35話.モブは難なく解決する
「おっ! 玲央にリーシャさん! 今帰りなら、良けりゃ一緒に帰え……って雰囲気じゃねぇな?」
「烈火、偶々偶然帰りが……ってあれ、玲央にリーシャさん? どうしたの? 何か雰囲気が重い……?」
下駄箱にまで戻ると、丁度下校の途中だった烈火と、それを待っていたのであろう美鈴さんと遭遇した。
この二人なら大丈夫だ。
「烈火、それに美鈴さん。大事な話がある」
「「!!」」
「こんばんは。初めまして。僕はアイン・クトゥルフと言います。純じゃないけど、魔族です」
「「!?」」
「ちょ、アイン!?」
「ごめんね榊君。でも、全部榊君におんぶにだっこじゃ、ケジメがつかないでしょ? 僕は榊君を信じて話す事にしたんだ。なら、僕を信じてもらう為にも、魔族である事は自分から明かしたい。榊君の友人ならね」
「成程な……。そりゃ大切な話だな。オーケー、付き合うぜ玲央」
「なんだか分からないけど、要は玲央がこの私を頼ったって事よね? いいわよ、この私に任せなさい! 何だか分からないけど!」
頼りになる烈火に、なんだか分からないのに協力してくれようとする美鈴さんに、思わず笑ってしまう。
勿論嬉しさでだ。
「ありがとう二人とも。疲れてるだろうに、ごめんね」
「気にすんなよ玲央。それよりも、頼ってくれる方が俺は何倍も嬉しいぜ!」
「そうそう。それに、全然疲れてなんかいないわ! まだ後数時間だってやれるわ!」
「膝が笑ってるのに?」
「そ、そこは分かってても黙っておいてよリーシャさん!」
「ふふ、ごめんなさい」
これから真面目な話をするけれど、美鈴さんとリーシャさんの軽いやりとりのお陰か、雰囲気が少し明るくなった気がする。

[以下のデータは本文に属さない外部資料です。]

//! Closed error taxonomy for the torrent engine core.
//!
//! # Design
//!
//! - Display strings are constant and user-presentable; operational context
//!   lives in fields so log pipelines can filter on stable messages.
//! - [`TorrentErrorKind`] is the field-less projection of the same taxonomy,
//!   carried on the event surface where errors must be serialisable.

use std::path::PathBuf;

use serde::{Deserialize, Serialize};
use thiserror::Error;

/// Result alias used across the workspace.
pub type Result<T> = std::result::Result<T, TorrentError>;

/// Errors surfaced by the torrent engine core.
#[derive(Debug, Clone, Error, PartialEq, Eq)]
pub enum TorrentError {
    /// The magnet URI failed shape validation.
    #[error("invalid magnet link format")]
    InvalidMagnetLink,
    /// The metainfo payload was empty, misframed, or rejected outright.
    #[error("invalid torrent file")]
    InvalidTorrentFile,
    /// A live entry with the same infohash already exists.
    #[error("torrent already exists")]
    DuplicateTorrent,
    /// No live entry matches the supplied infohash.
    #[error("torrent not found")]
    TorrentNotFound,
    /// A network-level failure reported by the underlying engine.
    #[error("network error")]
    NetworkError {
        /// Engine-supplied failure description.
        detail: String,
    },
    /// A disk read or write failed while hashing or checking payload data.
    #[error("disk error")]
    DiskError {
        /// Underlying I/O failure description.
        detail: String,
    },
    /// Structured data (bencode, JSON, hex) could not be decoded.
    #[error("parse error")]
    ParseError {
        /// Decoder failure description.
        detail: String,
    },
    /// The peer-protocol session could not be constructed or reached.
    #[error("session error")]
    SessionError {
        /// Session failure description.
        detail: String,
    },
    /// A path could not be created, entered, or written.
    #[error("permission denied")]
    PermissionDenied {
        /// Path that was rejected.
        path: PathBuf,
    },
    /// The target volume lacks room for the torrent payload.
    #[error("insufficient disk space")]
    InsufficientSpace {
        /// Bytes the payload requires.
        required: u64,
        /// Bytes available on the target volume.
        available: u64,
    },
    /// A tracker rejected an announce.
    #[error("tracker error")]
    TrackerError {
        /// Tracker URL that reported the failure.
        tracker: String,
        /// Tracker-supplied failure description.
        detail: String,
    },
    /// An operation exceeded its deadline.
    #[error("timeout error")]
    TimeoutError,
    /// The caller dropped or cancelled the operation.
    #[error("operation cancelled")]
    CancellationRequested,
    /// A filesystem operation outside payload I/O failed.
    #[error("file system error")]
    FileSystemError {
        /// Underlying failure description.
        detail: String,
    },
    /// Input was rejected by a security policy (traversal, oversized blob).
    #[error("security violation")]
    SecurityViolation {
        /// Policy failure description.
        detail: String,
    },
    /// An unclassified failure from the underlying engine.
    #[error("unknown error")]
    UnknownError {
        /// Whatever description was available.
        detail: String,
    },
}

impl TorrentError {
    /// Field-less kind used on the event surface.
    #[must_use]
    pub const fn kind(&self) -> TorrentErrorKind {
        match self {
            Self::InvalidMagnetLink => TorrentErrorKind::InvalidMagnetLink,
            Self::InvalidTorrentFile => TorrentErrorKind::InvalidTorrentFile,
            Self::DuplicateTorrent => TorrentErrorKind::DuplicateTorrent,
            Self::TorrentNotFound => TorrentErrorKind::TorrentNotFound,
            Self::NetworkError { .. } => TorrentErrorKind::NetworkError,
            Self::DiskError { .. } => TorrentErrorKind::DiskError,
            Self::ParseError { .. } => TorrentErrorKind::ParseError,
            Self::SessionError { .. } => TorrentErrorKind::SessionError,
            Self::PermissionDenied { .. } => TorrentErrorKind::PermissionDenied,
            Self::InsufficientSpace { .. } => TorrentErrorKind::InsufficientSpace,
            Self::TrackerError { .. } => TorrentErrorKind::TrackerError,
            Self::TimeoutError => TorrentErrorKind::TimeoutError,
            Self::CancellationRequested => TorrentErrorKind::CancellationRequested,
            Self::FileSystemError { .. } => TorrentErrorKind::FileSystemError,
            Self::SecurityViolation { .. } => TorrentErrorKind::SecurityViolation,
            Self::UnknownError { .. } => TorrentErrorKind::UnknownError,
        }
    }
}

/// Serialisable error kind carried by `TorrentError` events.
#[derive(Debug, Clone, Copy, PartialEq, Eq, Hash, Serialize, Deserialize)]
#[serde(rename_all = "snake_case")]
pub enum TorrentErrorKind {
    /// See [`TorrentError::InvalidMagnetLink`].
    InvalidMagnetLink,
    /// See [`TorrentError::InvalidTorrentFile`].
    InvalidTorrentFile,
    /// See [`TorrentError::DuplicateTorrent`].
    DuplicateTorrent,
    /// See [`TorrentError::TorrentNotFound`].
    TorrentNotFound,
    /// See [`TorrentError::NetworkError`].
    NetworkError,
    /// See [`TorrentError::DiskError`].
    DiskError,
    /// See [`TorrentError::ParseError`].
    ParseError,
    /// See [`TorrentError::SessionError`].
    SessionError,
    /// See [`TorrentError::PermissionDenied`].
    PermissionDenied,
    /// See [`TorrentError::InsufficientSpace`].
    InsufficientSpace,
    /// See [`TorrentError::TrackerError`].
    TrackerError,
    /// See [`TorrentError::TimeoutError`].
    TimeoutError,
    /// See [`TorrentError::CancellationRequested`].
    CancellationRequested,
    /// See [`TorrentError::FileSystemError`].
    FileSystemError,
    /// See [`TorrentError::SecurityViolation`].
    SecurityViolation,
    /// See [`TorrentError::UnknownError`].
    UnknownError,
}

impl TorrentErrorKind {
    /// Stable human-readable string, identical to the owning error's Display.
    #[must_use]
    pub const fn message(&self) -> &'static str {
        match self {
            Self::InvalidMagnetLink => "invalid magnet link format",
            Self::InvalidTorrentFile => "invalid torrent file",
            Self::DuplicateTorrent => "torrent already exists",
            Self::TorrentNotFound => "torrent not found",
            Self::NetworkError => "network error",
            Self::DiskError => "disk error",
            Self::ParseError => "parse error",
            Self::SessionError => "session error",
            Self::PermissionDenied => "permission denied",
            Self::InsufficientSpace => "insufficient disk space",
            Self::TrackerError => "tracker error",
            Self::TimeoutError => "timeout error",
            Self::CancellationRequested => "operation cancelled",
            Self::FileSystemError => "file system error",
            Self::SecurityViolation => "security violation",
            Self::UnknownError => "unknown error",
        }
    }
}

impl std::fmt::Display for TorrentErrorKind {
    fn fmt(&self, formatter: &mut std::fmt::Formatter<'_>) -> std::fmt::Result {
        formatter.write_str(self.message())
    }
}

#[cfg(test)]
mod tests {
    use super::*;

    #[test]
    fn display_matches_kind_message() {
        let cases: Vec<TorrentError> = vec![
            TorrentError::InvalidMagnetLink,
            TorrentError::InvalidTorrentFile,
            TorrentError::DuplicateTorrent,
            TorrentError::TorrentNotFound,
            TorrentError::NetworkError {
                detail: "connection reset".into(),
            },
            TorrentError::DiskError {
                detail: "short read".into(),
            },
            TorrentError::ParseError {
                detail: "unexpected token".into(),
            },
            TorrentError::SessionError {
                detail: "listen failure".into(),
            },
            TorrentError::PermissionDenied {
                path: PathBuf::from("/forbidden"),
            },
            TorrentError::InsufficientSpace {
                required: 2048,
                available: 1024,
            },
            TorrentError::TrackerError {
                tracker: "udp://tracker.invalid:6969".into(),
                detail: "announce refused".into(),
            },
            TorrentError::TimeoutError,
            TorrentError::CancellationRequested,
            TorrentError::FileSystemError {
                detail: "read-only mount".into(),
            },
            TorrentError::SecurityViolation {
                detail: "path traversal".into(),
            },
            TorrentError::UnknownError {
                detail: "mystery".into(),
            },
        ];

        for error in cases {
            assert_eq!(error.to_string(), error.kind().message());
        }
    }

    #[test]
    fn kind_serialises_snake_case() -> anyhow::Result<()> {
        let json = serde_json::to_string(&TorrentErrorKind::InsufficientSpace)?;
        assert_eq!(json, "\"insufficient_space\"");
        let back: TorrentErrorKind = serde_json::from_str(&json)?;
        assert_eq!(back, TorrentErrorKind::InsufficientSpace);
        Ok(())
    }
}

「藤堂先生にはまだ、知らせない方が良いわよね。どこで話すのが良いかしら……」
「お、なら良い場所知ってるぜ! この時間に限らず、大体誰もいねぇ良い場所がさっ!」
そう言う烈火についていく。進むにつれて、段々とゲームで良く見慣れた場所である事に気付いた。
「ここ、今は使われなくなった教室、だよね?」
「流石に玲央は知ってたか! 色々ヴァルハラを周ってる時に偶々見つけたんだよな。一年の教室からは少し離れてるし、用事でもなけりゃ誰も近づかない場所にポツンとあるもんだから気になってよ」
そう、ここは昔、シェルターとして使われていた場所だ。
今では使われておらず、廃墟ならぬ廃教室となっている場所。
地下室もあり、ゲームでは皆で集まる場所として使われていた拠点の一つでもある。
やっぱり烈火が見つけたか。
「ここなら誰にも話を聞かれずに、俺達だけで話が出来ると思うぜ玲央」
「へぇ、良いじゃないここ! 誰も使ってないなら、私達の拠点にしない?」
「お、良いなそれ! 玲央、どうだ?」
「そう、だね。これから話す、いや聞く内容次第かな」
「「!!」」
「うん。それが正しいよ榊君。それと、僕まで案内したのは、軽率だったと思うよ轟君」
「そうか? 俺はそうは思わねぇけどなぁ。だってよ、玲央が信じた奴なんだぜ? なら、少なくとも他の奴らに秘密をペラペラ話すような奴じゃねぇだろ」
「!!」
烈火は、俺を心から信じてくれている。
それが物凄く嬉しくて、少し気恥ずかしくて。
「まったく、かなわないな。……うん、僕も榊君に裏切られたなんて思われたくない。それくらい、榊君の事が今日一日でも好きになったからね。だから、正直に話すよ。そして話を聞いて……色々と判断してほしい」
それから真剣な表情で語り始めたアインの内容は、正直驚いた。
ゲーム内でただ知識として得た内容の詳細が、ここまで酷いものだとは……正直思っていなかった。
研究所では非道な行為が横行していた。
ただ一文、こう書かれていた。
その内容が、ここまで酷いとは想像もしていなかった。
「僕は、人間として。ツヴァイは魔族として。そしてドライは天族として造られた。僕達は三人で一人の体を有するキメラ型人造生物なんだ。その目的は、強大な魔王様の力の模倣。これは魔王様には秘密裏に行われていた実験で、僕達以外は適応出来ずに皆死んでいったよ」
「「「「っ……」」」」
あまりの内容に、俺達全員、何も言えなかった。
「唯一成功したといえる僕達は、"魔眼"の模倣である"邪眼"を使いこなせなかった。だから研究所の魔族達は考えた。人間の大陸の戦力育成機関であれば、"魔眼"ないし、それに類似する力を持つ者がいるのではないか、と。その者を調べれば、僕達を強化できるのではないかと」
「一つ気になるんだけどよ、お前達を強化して、どうするんだそいつらは」
「僕達は実験体だからね。最終目標は多分、自分達が安全に"邪眼"を使いこなせる事だと思うよ。魔王様が使う力を自分達もって考えてるんだと思う」
「成程、な……下種がっ……」
烈火は苦々しい表情でそう言った。
正直、皆思いは同じだと思う。
安全に、という所が味噌だ。
アインを、いや多くの者達を犠牲にして、自分達は傷つかずに力を手にしようとしているわけだ。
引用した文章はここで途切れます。